The Orcid ID is okay if there is one, but it's an optional field, it might need to fall back to the url if no Orcid ID is set?

simleo commented 1 year ago

The person's @id does not necessarily have to be an ORCID url. You can use an internal, possibly randomly generated identifier, e.g.:

        {
            "@id": "#3b6dd3e2-12f8-428f-833c-fa4314c9ae50",
            "@type": "Person",
            "name": "Interface Test"
        },

ro-crate-py automatically generates a random identifier if you don't specify one:

p = crate.add(Person(crate, properties={"name": "Interface Test"}))
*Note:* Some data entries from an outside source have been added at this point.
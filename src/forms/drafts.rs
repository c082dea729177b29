use chrono::{DateTime, TimeZone, Timelike, Utc};

use super::{Draft, FieldContext};
use crate::{
    db::models::{
        activity::is_activity_type, ActivityInput, AppointmentInput, ContactInput,
        MedicationInput,
    },
    error::ValidationError,
    validation::{check_date, normalize_phone, read_date, read_datetime, DateBounds},
};

type FieldResult = Result<(), ValidationError>;

#[derive(Debug, Clone, Copy, PartialEq, Eq)]
pub enum ActivityField {
    Type,
    Description,
    CompletedAt,
}

#[derive(Debug, Clone, Copy, PartialEq, Eq)]
pub enum MedicationField {
    Name,
    Dosage,
    StartDate,
    EndDate,
}

#[derive(Debug, Clone, Copy, PartialEq, Eq)]
pub enum AppointmentField {
    Title,
    Location,
    Notes,
    ScheduledAt,
}

#[derive(Debug, Clone, Copy, PartialEq, Eq)]
pub enum ContactField {
    Name,
    Relationship,
    Phone,
}

/// Minute precision, like a `datetime-local` input.
fn to_minute(at: DateTime<Utc>) -> DateTime<Utc> {
    at.with_second(0)
        .and_then(|dt| dt.with_nanosecond(0))
        .unwrap_or(at)
}

/// Parses a wall-clock input and keeps it only if its date is inside `bounds`.
fn datetime_within<Tz: TimeZone>(
    field: &'static str,
    raw: &str,
    bounds: DateBounds,
    ctx: &FieldContext<Tz>,
) -> Result<DateTime<Utc>, ValidationError> {
    let local = read_datetime(field, raw)?;
    check_date(field, local.date(), bounds)?;
    ctx.to_utc(local).ok_or_else(|| ValidationError::InvalidDate {
        field,
        value: raw.to_string(),
    })
}

impl Draft for ActivityInput {
    type Field = ActivityField;

    fn fresh<Tz: TimeZone>(ctx: &FieldContext<Tz>) -> Self {
        Self {
            activity_type: String::new(),
            description: String::new(),
            completed_at: to_minute(ctx.now_utc()),
        }
    }

    fn apply<Tz: TimeZone>(
        &mut self,
        field: ActivityField,
        raw: &str,
        ctx: &FieldContext<Tz>,
    ) -> FieldResult {
        match field {
            ActivityField::Type => {
                // Blank is the "select a type" placeholder.
                if !raw.is_empty() && !is_activity_type(raw) {
                    return Err(ValidationError::InvalidChoice {
                        field: "activity_type",
                        value: raw.to_string(),
                    });
                }
                self.activity_type = raw.to_string();
            }
            ActivityField::Description => self.description = raw.to_string(),
            ActivityField::CompletedAt => {
                self.completed_at =
                    datetime_within("completed_at", raw, DateBounds::general(), ctx)?;
            }
        }
        Ok(())
    }
}

impl Draft for MedicationInput {
    type Field = MedicationField;

    fn fresh<Tz: TimeZone>(ctx: &FieldContext<Tz>) -> Self {
        Self {
            name: String::new(),
            dosage: String::new(),
            start_date: ctx.today(),
            end_date: None,
        }
    }

    fn apply<Tz: TimeZone>(
        &mut self,
        field: MedicationField,
        raw: &str,
        ctx: &FieldContext<Tz>,
    ) -> FieldResult {
        let bounds = DateBounds::scheduling(ctx.today());
        match field {
            MedicationField::Name => self.name = raw.to_string(),
            MedicationField::Dosage => self.dosage = raw.to_string(),
            MedicationField::StartDate => {
                let date = read_date("start_date", raw)?;
                check_date("start_date", date, bounds)?;
                self.start_date = date;
            }
            // The end date is optional; clearing it is always allowed.
            MedicationField::EndDate if raw.trim().is_empty() => self.end_date = None,
            MedicationField::EndDate => {
                let date = read_date("end_date", raw)?;
                if date < self.start_date {
                    return Err(ValidationError::EndBeforeStart {
                        start: self.start_date,
                        end: date,
                    });
                }
                check_date("end_date", date, bounds)?;
                self.end_date = Some(date);
            }
        }
        Ok(())
    }
}

impl Draft for AppointmentInput {
    type Field = AppointmentField;

    fn fresh<Tz: TimeZone>(ctx: &FieldContext<Tz>) -> Self {
        Self {
            title: String::new(),
            location: String::new(),
            notes: String::new(),
            appointment_date: to_minute(ctx.now_utc()),
        }
    }

    fn apply<Tz: TimeZone>(
        &mut self,
        field: AppointmentField,
        raw: &str,
        ctx: &FieldContext<Tz>,
    ) -> FieldResult {
        match field {
            AppointmentField::Title => self.title = raw.to_string(),
            AppointmentField::Location => self.location = raw.to_string(),
            AppointmentField::Notes => self.notes = raw.to_string(),
            AppointmentField::ScheduledAt => {
                let bounds = DateBounds::scheduling(ctx.today());
                self.appointment_date = datetime_within("appointment_date", raw, bounds, ctx)?;
            }
        }
        Ok(())
    }
}

impl Draft for ContactInput {
    type Field = ContactField;

    fn fresh<Tz: TimeZone>(_ctx: &FieldContext<Tz>) -> Self {
        Self::default()
    }

    fn apply<Tz: TimeZone>(
        &mut self,
        field: ContactField,
        raw: &str,
        _ctx: &FieldContext<Tz>,
    ) -> FieldResult {
        match field {
            ContactField::Name => self.name = raw.to_string(),
            ContactField::Relationship => self.relationship = raw.to_string(),
            // Formatted as typed; never rejected.
            ContactField::Phone => self.phone_number = normalize_phone(raw),
        }
        Ok(())
    }
}
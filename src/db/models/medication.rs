//! Medication models.

use chrono::{DateTime, NaiveDate, Utc};
use serde::{Deserialize, Serialize};

use crate::{
    error::ValidationError,
    records::{Record, RecordInput, RecordKind},
    validation::{check_date, require_text, DateBounds},
};

#[derive(Debug, Clone, PartialEq, Serialize, Deserialize)]
#[serde(rename_all = "camelCase")]
pub struct Medication {
    pub id: String,
    pub owner_id: String,
    pub name: String,
    pub dosage: String,
    pub start_date: NaiveDate,
    pub end_date: Option<NaiveDate>,
    pub created_at: DateTime<Utc>,
}

#[derive(Debug, Clone, PartialEq, Serialize, Deserialize)]
#[serde(rename_all = "camelCase")]
pub struct MedicationInput {
    pub name: String,
    pub dosage: String,
    pub start_date: NaiveDate,
    pub end_date: Option<NaiveDate>,
}

impl Record for Medication {
    type Input = MedicationInput;

    const KIND: RecordKind = RecordKind::Medication;

    fn id(&self) -> &str {
        &self.id
    }

    fn owner_id(&self) -> &str {
        &self.owner_id
    }

    fn category(&self) -> &str {
        &self.name
    }

    fn description(&self) -> &str {
        &self.dosage
    }

    /// Medications are listed in the order they were added.
    fn timestamp(&self) -> DateTime<Utc> {
        self.created_at
    }
}

impl RecordInput for MedicationInput {
    fn validate(&self) -> Result<(), ValidationError> {
        require_text("name", &self.name)?;
        require_text("dosage", &self.dosage)?;
        check_date("start_date", self.start_date, DateBounds::general())?;
        if let Some(end) = self.end_date {
            check_date("end_date", end, DateBounds::general())?;
            if end < self.start_date {
                return Err(ValidationError::EndBeforeStart {
                    start: self.start_date,
                    end,
                });
            }
        }
        Ok(())
    }
}
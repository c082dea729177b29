use anyhow::{anyhow, Result};
use async_trait::async_trait;
use chrono::Utc;
use rusqlite::{params, Row};
use uuid::Uuid;

use crate::{
    db::{
        connection::Database,
        helpers::{format_datetime, parse_datetime},
        models::{Contact, ContactInput},
    },
    error,
    identity::OwnerId,
    log_debug,
    records::{RecordInput, RecordStore},
    validation::normalize_phone,
};

const ENABLE_LOGS: bool = true;

fn row_to_contact(row: &Row) -> Result<Contact> {
    let created_at: String = row.get("created_at")?;

    Ok(Contact {
        id: row.get("id")?,
        owner_id: row.get("user_id")?,
        name: row.get("name")?,
        relationship: row.get("relationship")?,
        phone_number: row.get("phone_number")?,
        created_at: parse_datetime(&created_at, "created_at")?,
    })
}

impl Database {
    /// The owner's emergency contacts, most recently added first.
    pub async fn list_contacts(&self, owner_id: &str) -> Result<Vec<Contact>> {
        let owner_id = owner_id.to_string();
        self.execute(move |conn| {
            let mut stmt = conn.prepare(
                "SELECT id, user_id, name, relationship, phone_number, created_at
                 FROM emergency_contacts
                 WHERE user_id = ?1
                 ORDER BY created_at DESC, rowid DESC",
            )?;

            let mut rows = stmt.query(params![owner_id])?;
            let mut contacts = Vec::new();
            while let Some(row) = rows.next()? {
                contacts.push(row_to_contact(row)?);
            }

            Ok(contacts)
        })
        .await
    }

    /// Stores the phone number in `DDD-DDD-DDDD` form when it has ten digits.
    pub async fn insert_contact(&self, owner_id: &str, input: ContactInput) -> Result<Contact> {
        let owner_id = owner_id.to_string();
        self.execute(move |conn| {
            let id = Uuid::new_v4().to_string();
            let now = Utc::now();
            let digits = input
                .phone_number
                .chars()
                .filter(|c| c.is_ascii_digit())
                .count();
            let phone_number = if digits == 10 {
                normalize_phone(&input.phone_number)
            } else {
                input.phone_number.trim().to_string()
            };

            conn.execute(
                "INSERT INTO emergency_contacts
                    (id, user_id, name, relationship, phone_number, created_at)
                 VALUES (?1, ?2, ?3, ?4, ?5, ?6)",
                params![
                    id,
                    owner_id,
                    input.name,
                    input.relationship,
                    phone_number,
                    format_datetime(&now),
                ],
            )?;

            let mut stmt = conn.prepare(
                "SELECT id, user_id, name, relationship, phone_number, created_at
                 FROM emergency_contacts
                 WHERE id = ?1",
            )?;
            let mut rows = stmt.query(params![id])?;
            let contact = match rows.next()? {
                Some(row) => row_to_contact(row)?,
                None => return Err(anyhow!("Contact not found after insert")),
            };

            Ok(contact)
        })
        .await
    }

    pub async fn delete_contact(&self, owner_id: &str, contact_id: &str) -> Result<bool> {
        let owner_id = owner_id.to_string();
        let contact_id = contact_id.to_string();
        self.execute(move |conn| {
            let rows_affected = conn.execute(
                "DELETE FROM emergency_contacts WHERE id = ?1 AND user_id = ?2",
                params![contact_id, owner_id],
            )?;
            Ok(rows_affected > 0)
        })
        .await
    }
}

#[async_trait]
impl RecordStore<Contact> for Database {
    async fn list(&self, owner: &OwnerId) -> error::Result<Vec<Contact>> {
        Ok(self.list_contacts(owner.as_str()).await?)
    }

    async fn create(&self, owner: &OwnerId, input: ContactInput) -> error::Result<Contact> {
        input.validate()?;
        Ok(self.insert_contact(owner.as_str(), input).await?)
    }

    async fn delete(&self, owner: &OwnerId, id: &str) -> error::Result<()> {
        if !self.delete_contact(owner.as_str(), id).await? {
            log_debug!("No contact {id} for {owner}; nothing to delete");
        }
        Ok(())
    }
}
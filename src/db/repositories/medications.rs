use anyhow::{anyhow, Result};
use async_trait::async_trait;
use chrono::Utc;
use rusqlite::{params, Row};
use uuid::Uuid;

use crate::{
    db::{
        connection::Database,
        helpers::{format_date, format_datetime, parse_date, parse_datetime, parse_optional_date},
        models::{Medication, MedicationInput},
    },
    error,
    identity::OwnerId,
    log_debug,
    records::{RecordInput, RecordStore},
};

use super::sql_limit;

const ENABLE_LOGS: bool = true;

fn row_to_medication(row: &Row) -> Result<Medication> {
    let start_date: String = row.get("start_date")?;
    let end_date: Option<String> = row.get("end_date")?;
    let created_at: String = row.get("created_at")?;

    Ok(Medication {
        id: row.get("id")?,
        owner_id: row.get("user_id")?,
        name: row.get("name")?,
        dosage: row.get("dosage")?,
        start_date: parse_date(&start_date, "start_date")?,
        end_date: parse_optional_date(end_date, "end_date")?,
        created_at: parse_datetime(&created_at, "created_at")?,
    })
}

impl Database {
    /// The owner's medications, most recently added first.
    pub async fn list_medications(
        &self,
        owner_id: &str,
        limit: Option<usize>,
    ) -> Result<Vec<Medication>> {
        let owner_id = owner_id.to_string();
        self.execute(move |conn| {
            let mut stmt = conn.prepare(
                "SELECT id, user_id, name, dosage, start_date, end_date, created_at
                 FROM medications
                 WHERE user_id = ?1
                 ORDER BY created_at DESC, rowid DESC
                 LIMIT ?2",
            )?;

            let mut rows = stmt.query(params![owner_id, sql_limit(limit)])?;
            let mut medications = Vec::new();
            while let Some(row) = rows.next()? {
                medications.push(row_to_medication(row)?);
            }

            Ok(medications)
        })
        .await
    }

    pub async fn insert_medication(
        &self,
        owner_id: &str,
        input: MedicationInput,
    ) -> Result<Medication> {
        let owner_id = owner_id.to_string();
        self.execute(move |conn| {
            let id = Uuid::new_v4().to_string();
            let now = Utc::now();

            conn.execute(
                "INSERT INTO medications
                    (id, user_id, name, dosage, start_date, end_date, created_at)
                 VALUES (?1, ?2, ?3, ?4, ?5, ?6, ?7)",
                params![
                    id,
                    owner_id,
                    input.name,
                    input.dosage,
                    format_date(&input.start_date),
                    input.end_date.as_ref().map(format_date),
                    format_datetime(&now),
                ],
            )?;

            let mut stmt = conn.prepare(
                "SELECT id, user_id, name, dosage, start_date, end_date, created_at
                 FROM medications
                 WHERE id = ?1",
            )?;
            let mut rows = stmt.query(params![id])?;
            let medication = match rows.next()? {
                Some(row) => row_to_medication(row)?,
                None => return Err(anyhow!("Medication not found after insert")),
            };

            Ok(medication)
        })
        .await
    }

    pub async fn delete_medication(&self, owner_id: &str, medication_id: &str) -> Result<bool> {
        let owner_id = owner_id.to_string();
        let medication_id = medication_id.to_string();
        self.execute(move |conn| {
            let rows_affected = conn.execute(
                "DELETE FROM medications WHERE id = ?1 AND user_id = ?2",
                params![medication_id, owner_id],
            )?;
            Ok(rows_affected > 0)
        })
        .await
    }
}

#[async_trait]
impl RecordStore<Medication> for Database {
    async fn list(&self, owner: &OwnerId) -> error::Result<Vec<Medication>> {
        Ok(self.list_medications(owner.as_str(), None).await?)
    }

    async fn create(&self, owner: &OwnerId, input: MedicationInput) -> error::Result<Medication> {
        input.validate()?;
        Ok(self.insert_medication(owner.as_str(), input).await?)
    }

    async fn delete(&self, owner: &OwnerId, id: &str) -> error::Result<()> {
        if !self.delete_medication(owner.as_str(), id).await? {
            log_debug!("No medication {id} for {owner}; nothing to delete");
        }
        Ok(())
    }
}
In cases like this where there is no actual agent, of course, one can simply not add the agent property to the CreateAction altogether (it's not required).

Regarding properties for file checksums, they're not in the standard RO-Crate context. We're going to add them to the workflow-run ro-terms namespace soon though, see https://github.com/ResearchObject/ro-terms/issues/14. When that is done, crate authors will be able to use those properties by adding them as an extension to the context. E.g.:

EXTRA_TERMS = {
    "sha1": "https://w3id.org/ro/terms/workflow-run#sha1"
}
crate.metadata.extra_terms.update(EXTRA_TERMS)

Finally, note that the data extraction action is missing the instrument. It needs to point to the relevant software tool, like the code run action is doing.

antony-wilson commented 1 year ago

@RyanJField do we have anything that we could use as instrument to say how the DataProduct was extracted from the ExternalObject?

RyanJField commented 1 year ago

@RyanJField do we have anything that we could use as instrument to say how the DataProduct was extracted from the ExternalObject?

No the pull command does not push a code run. I can add the functionality to do so. @richardreeve should the pull command push a code run to the registry, and should it only do so in the case of an external object?

richardreeve commented 1 year ago

Apologies for the delay here. There are two cases where we “convert” an external object into a data product.

I don’t think I either case the code run would be appropriate, because there is never anything “run” to do the work, but I’m not sure what else we could say?

Edit: the only instrument I can think if that is generic enough is maybe something really unhelpful like a computer?

richardreeve commented 1 year ago

On the id front, it seems like we could just do as suggested for empty ORCIDs and replace any individual anonymous author with a randomly generated local id, so it’s the same id through the RO Crate - would that be possible @antony-wilson? That was we can distinguish different anonymous authors from one another.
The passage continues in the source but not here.